THE RECORDS Block Start
use async_trait::async_trait;
use chrono::Utc;
use resapp_core::{
    ConnectorStatus, InputFileSpec, InputParamSpec, InstanceInfoField, KeyValueMap,
    LifecycleState, ResultConnector, Stage, StageReport,
};
use serde::{Deserialize, Serialize};
use serde_json::json;
use std::path::{Path, PathBuf};
use tokio::io::AsyncWriteExt;
use tracing::{debug, info, warn};

pub const PARAM_OUTPUT_DIR: &str = "Output directory";
pub const PARAM_ACCESS_TOKEN: &str = "Access token";

#[derive(Debug, Clone, Serialize, Deserialize)]
#[serde(default)]
pub struct LogFileConfig {
    /// Directory result files are written to. The host may override it with
    /// the "Output directory" input parameter.
    pub output_dir: String,

    /// Prefix for the instance and result file names.
    pub file_prefix: String,

    /// Token the host must supply as the "Access token" parameter. When
    /// unset, authentication is a no-op.
    #[serde(default)]
    pub access_token: Option<String>,
}

impl Default for LogFileConfig {
    fn default() -> Self {
        Self {
            output_dir: "results".to_string(),
            file_prefix: "analytic".to_string(),
            access_token: None,
        }
    }
}

/// Connector that forwards analytic results to files on disk: instance
/// metadata as a JSON document, results as JSON lines. A network-free sink
/// useful for archiving and for exercising the lifecycle contract.
pub struct LogFileConnector {
    config: LogFileConfig,
    state: LifecycleState,
    output_dir: Option<PathBuf>,
    supplied_token: Option<String>,
}

impl LogFileConnector {
    pub fn new(config: LogFileConfig) -> Self {
        Self {
            config,
            state: LifecycleState::new(),
            output_dir: None,
            supplied_token: None,
        }
    }

    fn results_path(&self, dir: &Path) -> PathBuf {
        dir.join(format!("{}-results.jsonl", self.config.file_prefix))
    }

    fn instance_path(&self, dir: &Path) -> PathBuf {
        dir.join(format!("{}-instance.json", self.config.file_prefix))
    }
}

#[async_trait]
impl ResultConnector for LogFileConnector {
    async fn initialize(&mut self, params: &KeyValueMap, files: &KeyValueMap) -> StageReport {
        let dir = params
            .get(PARAM_OUTPUT_DIR)
            .cloned()
            .unwrap_or_else(|| self.config.output_dir.clone());
        let dir = PathBuf::from(dir);

        // Input files are optional for this sink, but any the host hands
        // over must at least exist.
        for (name, path) in files {
            if !Path::new(path).exists() {
                return StageReport::fail(
                    Stage::Init,
                    format!("input file '{}' not found at {}", name, path),
                );
            }
        }

        if let Err(e) = tokio::fs::create_dir_all(&dir).await {
            return StageReport::fail(
                Stage::Init,
                format!("cannot create output directory {}: {}", dir.display(), e),
            );
        }

        self.supplied_token = params.get(PARAM_ACCESS_TOKEN).cloned();
        info!(dir = %dir.display(), "log file connector initialized");
        self.output_dir = Some(dir);
        self.state.complete(Stage::Init);
        StageReport::ok(Stage::Init, "Connector plugin successfully initialized")
    }

    async fn authenticate(&mut self) -> StageReport {
        if let Some(report) = self.state.guard(Stage::Auth) {
            return report;
        }

        if let Some(expected) = &self.config.access_token {
            match &self.supplied_token {
                Some(token) if token == expected => {}
                _ => {
                    warn!("access token missing or rejected");
                    return StageReport::fail(
                        Stage::Auth,
                        format!("access token missing or rejected; supply it as the '{}' parameter", PARAM_ACCESS_TOKEN),
                    );
                }
            }
        }

        self.state.complete(Stage::Auth);
        StageReport::ok(Stage::Auth, "Successfully authenticated")
    }

    async fn send_instance_info(&mut self, info: &KeyValueMap) -> StageReport {
        if let Some(report) = self.state.guard(Stage::SendInstanceInfo) {
            return report;
        }

        for field in self.required_instance_info() {
            if field.required && !info.contains_key(&field.name) {
                return StageReport::fail(
                    Stage::SendInstanceInfo,
                    format!("missing instance info field '{}'", field.name),
                );
            }
        }

        // output_dir is set whenever the status has passed Initialized
        let dir = match &self.output_dir {
            Some(dir) => dir.clone(),
            None => {
                return StageReport::fail(Stage::SendInstanceInfo, "connector not initialized")
            }
        };
        let path = self.instance_path(&dir);
        let document = json!({
            "received_at": Utc::now().to_rfc3339(),
            "instance": info,
        });
        let body = match serde_json::to_vec_pretty(&document) {
            Ok(body) => body,
            Err(e) => {
                return StageReport::fail(
                    Stage::SendInstanceInfo,
                    format!("cannot encode instance info: {}", e),
                )
            }
        };
        if let Err(e) = tokio::fs::write(&path, body).await {
            return StageReport::fail(
                Stage::SendInstanceInfo,
                format!("cannot write {}: {}", path.display(), e),
            );
        }

        debug!(path = %path.display(), fields = info.len(), "instance info written");
        self.state.complete(Stage::SendInstanceInfo);
        StageReport::ok(
            Stage::SendInstanceInfo,
            format!("instance details written to {}", path.display()),
        )
    }

    async fn send_results(
        &mut self,
        data: &KeyValueMap,
        images: &KeyValueMap,
        videos: &KeyValueMap,
    ) -> StageReport {
        if let Some(report) = self.state.guard(Stage::SendResults) {
            return report;
        }

        let dir = match &self.output_dir {
            Some(dir) => dir.clone(),
            None => return StageReport::fail(Stage::SendResults, "connector not initialized"),
        };
        let path = self.results_path(&dir);
        let record = json!({
            "timestamp": Utc::now().to_rfc3339(),
            "data": data,
            "images": images,
            "videos": videos,
        });
        let mut line = record.to_string();
        line.push('\n');

        let file = tokio::fs::OpenOptions::new()
            .create(true)
            .append(true)
            .open(&path)
            .await;
        let mut file = match file {
            Ok(file) => file,
            Err(e) => {
                return StageReport::fail(
                    Stage::SendResults,
                    format!("cannot open {}: {}", path.display(), e),
                )
            }
        };
        if let Err(e) = file.write_all(line.as_bytes()).await {
            return StageReport::fail(
                Stage::SendResults,
                format!("cannot append to {}: {}", path.display(), e),
            );
        }

        debug!(path = %path.display(), "result appended");
        self.state.complete(Stage::SendResults);
        StageReport::ok(Stage::SendResults, "Successfully sent analytic results")
    }

    fn status(&self) -> ConnectorStatus {
        self.state.status()
    }

    fn required_instance_info(&self) -> Vec<InstanceInfoField> {
        vec![
            InstanceInfoField::new("Analytic Id", "10", true),
            InstanceInfoField::new("Analytic Name", "People Counter", true),
            InstanceInfoField::new("Camera Stream", "rtsp://camera-01/stream", false),
        ]
    }

    fn required_input_files(&self) -> Vec<InputFileSpec> {
        // Everything this sink needs arrives as parameters.
        Vec::new()
    }

    fn required_input_params(&self) -> Vec<InputParamSpec> {
        vec![
            InputParamSpec::new(
                PARAM_OUTPUT_DIR,
                false,
                "Directory result files are written to; overrides the configured default",
            ),
            InputParamSpec::new(
                PARAM_ACCESS_TOKEN,
                false,
                "Token checked during authenticate; required when the connector is configured with one",
            ),
        ]
    }
}

#[cfg(test)]
mod tests {
    use super::*;
    use resapp_core::ResultCode;
    use std::collections::HashMap;
    use uuid::Uuid;

    fn temp_config() -> (LogFileConfig, PathBuf) {
        let dir = std::env::temp_dir().join(format!("resapp-logfile-{}", Uuid::new_v4()));
        let config = LogFileConfig {
            output_dir: dir.to_string_lossy().into_owned(),
            file_prefix: "test".to_string(),
            access_token: None,
        };
        (config, dir)
    }

    fn kv(pairs: &[(&str, &str)]) -> KeyValueMap {
        pairs
            .iter()
            .map(|(k, v)| (k.to_string(), v.to_string()))
            .collect()
    }

    fn required_info(connector: &LogFileConnector) -> KeyValueMap {
        connector
            .required_instance_info()
            .into_iter()
            .filter(|f| f.required)
            .map(|f| (f.name, f.example))
            .collect()
    }

    #[tokio::test]
    async fn full_lifecycle_writes_instance_and_result_files() {
        let (config, dir) = temp_config();
        let mut connector = LogFileConnector::new(config);
        let empty = kv(&[]);

        assert!(connector.initialize(&empty, &empty).await.is_ok());
        assert!(connector.authenticate().await.is_ok());
        let info = required_info(&connector);
        assert!(connector.send_instance_info(&info).await.is_ok());

        let data = kv(&[("count", "4"), ("zone", "entrance")]);
        let images = kv(&[("frame-1.jpg", "/tmp/frame-1.jpg")]);
        assert!(connector.send_results(&data, &images, &empty).await.is_ok());
        assert!(connector.send_results(&data, &empty, &empty).await.is_ok());
        assert_eq!(connector.status(), ConnectorStatus::SendingResults);

        let instance = std::fs::read_to_string(dir.join("test-instance.json")).unwrap();
        let parsed: serde_json::Value = serde_json::from_str(&instance).unwrap();
        assert_eq!(parsed["instance"]["Analytic Id"], "10");

        let results = std::fs::read_to_string(dir.join("test-results.jsonl")).unwrap();
        assert_eq!(results.lines().count(), 2);
        let first: serde_json::Value = serde_json::from_str(results.lines().next().unwrap()).unwrap();
        assert_eq!(first["data"]["count"], "4");
        assert_eq!(first["images"]["frame-1.jpg"], "/tmp/frame-1.jpg");

        std::fs::remove_dir_all(&dir).ok();
    }

    #[tokio::test]
    async fn missing_input_file_fails_initialize_without_mutation() {
        let (config, dir) = temp_config();
        let mut connector = LogFileConnector::new(config);
        let files = kv(&[("Results schema", "/nonexistent/schema.json")]);

        let report = connector.initialize(&kv(&[]), &files).await;
        assert_eq!(report.code, ResultCode::InitFail);
        assert_eq!(connector.status(), ConnectorStatus::NotInitialized);

        std::fs::remove_dir_all(&dir).ok();
    }

    #[tokio::test]
    async fn wrong_access_token_fails_authenticate_without_mutation() {
        let (mut config, dir) = temp_config();
        config.access_token = Some("secret".to_string());
        let mut connector = LogFileConnector::new(config);

        let params = kv(&[(PARAM_ACCESS_TOKEN, "wrong")]);
        assert!(connector.initialize(&params, &kv(&[])).await.is_ok());
        let report = connector.authenticate().await;
        assert_eq!(report.code, ResultCode::AuthFail);
        assert_eq!(connector.status(), ConnectorStatus::Initialized);

        std::fs::remove_dir_all(&dir).ok();
    }

    #[tokio::test]
    async fn matching_access_token_authenticates() {
        let (mut config, dir) = temp_config();
        config.access_token = Some("secret".to_string());
        let mut connector = LogFileConnector::new(config);

        let params = kv(&[(PARAM_ACCESS_TOKEN, "secret")]);
        connector.initialize(&params, &kv(&[])).await;
        assert!(connector.authenticate().await.is_ok());
        assert_eq!(connector.status(), ConnectorStatus::AuthDone);

        std::fs::remove_dir_all(&dir).ok();
    }

    #[tokio::test]
    async fn missing_required_instance_field_fails_without_mutation() {
        let (config, dir) = temp_config();
        let mut connector = LogFileConnector::new(config);
        let empty = kv(&[]);

        connector.initialize(&empty, &empty).await;
        connector.authenticate().await;
        let report = connector
            .send_instance_info(&kv(&[("Analytic Id", "10")]))
            .await;
        assert_eq!(report.code, ResultCode::SendInstanceDetailsFail);
        assert!(report.message.contains("Analytic Name"));
        assert_eq!(connector.status(), ConnectorStatus::AuthDone);

        std::fs::remove_dir_all(&dir).ok();
    }

    #[tokio::test]
    async fn out_of_order_calls_fail_with_stage_codes() {
        let (config, dir) = temp_config();
        let mut connector = LogFileConnector::new(config);
        let empty = kv(&[]);

        assert_eq!(connector.authenticate().await.code, ResultCode::AuthFail);
        assert_eq!(
            connector.send_instance_info(&empty).await.code,
            ResultCode::SendInstanceDetailsFail
        );
        assert_eq!(
            connector.send_results(&empty, &empty, &empty).await.code,
            ResultCode::SendResultFail
        );
        assert_eq!(connector.status(), ConnectorStatus::NotInitialized);

        std::fs::remove_dir_all(&dir).ok();
    }
}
THE RECORDS Block End
- EXERCISE -
Check every line of the data above for the string "ResultConnector", and copy those that have it.

- OUTPUT FOR THIS TASK -
    LifecycleState, ResultConnector, Stage, StageReport,
impl ResultConnector for LogFileConnector {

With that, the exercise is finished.